_SUPPLIED MATERIAL:_

// self
use crate::{_prelude::*, obs::FlowKind};

/// A span builder used by client flows.
#[derive(Clone, Debug)]
pub struct FlowSpan {
	#[cfg(feature = "tracing")]
	span: tracing::Span,
}
impl FlowSpan {
	/// Creates a new span tagged with the provided flow kind + stage.
	pub fn new(kind: FlowKind, stage: &'static str) -> Self {
		#[cfg(feature = "tracing")]
		{
			let span = tracing::info_span!("oauth2_jwt_grant.flow", flow = kind.as_str(), stage);

			Self { span }
		}
		#[cfg(not(feature = "tracing"))]
		{
			let _ = (kind, stage);

			Self {}
		}
	}

	/// Enters the span until the returned guard drops.
	pub fn entered(self) -> FlowSpanGuard {
		#[cfg(feature = "tracing")]
		{
			FlowSpanGuard { guard: self.span.entered() }
		}
		#[cfg(not(feature = "tracing"))]
		{
			let _ = self;

			FlowSpanGuard {}
		}
	}
}

/// RAII guard returned by [`FlowSpan::entered`].
pub struct FlowSpanGuard {
	#[cfg(feature = "tracing")]
	#[allow(dead_code)]
	guard: tracing::span::EnteredSpan,
}
impl Debug for FlowSpanGuard {
	fn fmt(&self, f: &mut Formatter) -> FmtResult {
		f.write_str("FlowSpanGuard(..)")
	}
}

/// Emits a debug event inside the current span (when tracing is enabled).
pub fn flow_event(kind: FlowKind, message: &'static str) {
	#[cfg(feature = "tracing")]
	{
		tracing::debug!(flow = kind.as_str(), "{message}");
	}

	#[cfg(not(feature = "tracing"))]
	{
		let _ = (kind, message);
	}
}
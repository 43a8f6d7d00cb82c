use pomdp_core::{Belief, BeliefError};

#[test]
fn belief_accepts_normalized_vector() {
    let b = Belief::new(vec![0.25, 0.75]).expect("valid belief");
    assert_eq!(b.len(), 2);
    assert_eq!(b.get(1), Some(0.75));
    assert_eq!(b.dot(&[4.0, 8.0]), 7.0);
}

#[test]
fn belief_tolerates_small_rounding_error() {
    let third = 1.0 / 3.0;
    assert!(Belief::new(vec![third, third, third]).is_ok());
    assert!(Belief::new(vec![0.5 + 1e-9, 0.5]).is_ok());
}

#[test]
fn belief_rejects_bad_vectors_without_renormalizing() {
    assert_eq!(Belief::new(vec![]), Err(BeliefError::Empty));
    assert_eq!(
        Belief::new(vec![0.5, 0.75]),
        Err(BeliefError::NotNormalized { sum: 1.25 })
    );
    assert_eq!(
        Belief::new(vec![1.5, -0.5]),
        Err(BeliefError::Negative {
            state: 1,
            value: -0.5
        })
    );
    assert_eq!(
        Belief::new(vec![f64::NAN, 1.0]),
        Err(BeliefError::NonFinite { state: 0 })
    );
}

#[test]
fn belief_custom_tolerance_is_respected() {
    assert!(Belief::new(vec![0.5, 0.49]).is_err());
    assert!(Belief::with_tolerance(vec![0.5, 0.49], 0.05).is_ok());
}

#[test]
fn belief_rejects_unusable_tolerance() {
    for tolerance in [f64::NAN, -0.1, f64::INFINITY] {
        let result = Belief::with_tolerance(vec![5.0, 7.0], tolerance);
        assert!(
            matches!(result, Err(BeliefError::InvalidTolerance { .. })),
            "tolerance {tolerance} gave {result:?}"
        );
    }
    assert_eq!(
        Belief::with_tolerance(vec![0.5, 0.5], -0.1),
        Err(BeliefError::InvalidTolerance { tolerance: -0.1 })
    );
    assert!(Belief::with_tolerance(vec![0.5, 0.5], 0.0).is_ok());
}

#[test]
fn belief_helpers_build_valid_distributions() {
    let u = Belief::uniform(4).expect("uniform");
    assert!(u.as_slice().iter().all(|&p| p == 0.25));

    let p = Belief::point(3, 2).expect("point");
    assert_eq!(p.as_slice(), &[0.0, 0.0, 1.0]);

    assert_eq!(Belief::uniform(0), Err(BeliefError::Empty));
    assert_eq!(
        Belief::point(3, 3),
        Err(BeliefError::StateOutOfRange {
            state: 3,
            states: 3
        })
    );
}
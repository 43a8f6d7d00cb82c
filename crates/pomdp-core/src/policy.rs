use crate::{Belief, DeterministicRng, PolicyError, Result};

/// The capability every POMDP policy representation provides.
///
/// Callers (interaction loops, evaluators) hold `&dyn Policy` or `Box<dyn Policy>` and never the
/// concrete representation, so a precomputed graph and a uniform fallback are interchangeable.
pub trait Policy {
    fn states(&self) -> usize;

    fn actions(&self) -> usize;

    fn observations(&self) -> usize;

    /// Samples an action for `belief` following the policy distribution.
    fn sample_action(&self, belief: &Belief, rng: &mut dyn DeterministicRng) -> Result<usize>;

    /// Probability of choosing `action` under `belief`.
    fn action_probability(&self, belief: &Belief, action: usize) -> Result<f64>;
}

pub fn check_dimensions(states: usize, actions: usize, observations: usize) -> Result<()> {
    if states == 0 || actions == 0 || observations == 0 {
        return Err(PolicyError::InvalidDimensions {
            states,
            actions,
            observations,
        });
    }
    Ok(())
}

pub fn check_belief(belief: &Belief, states: usize) -> Result<()> {
    if belief.len() != states {
        return Err(PolicyError::BeliefLength {
            expected: states,
            actual: belief.len(),
        });
    }
    Ok(())
}

pub fn check_action(action: usize, actions: usize) -> Result<()> {
    if action >= actions {
        return Err(PolicyError::ActionOutOfRange { action, actions });
    }
    Ok(())
}

pub fn check_observation(observation: usize, observations: usize) -> Result<()> {
    if observation >= observations {
        return Err(PolicyError::ObservationOutOfRange {
            observation,
            observations,
        });
    }
    Ok(())
}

_WORK INSTRUCTIONS:_ Copy out every line of the records that the string "InvalidTolerance" appears in.

_YOUR SOLUTION:_
            matches!(result, Err(BeliefError::InvalidTolerance { .. })),
        Err(BeliefError::InvalidTolerance { tolerance: -0.1 })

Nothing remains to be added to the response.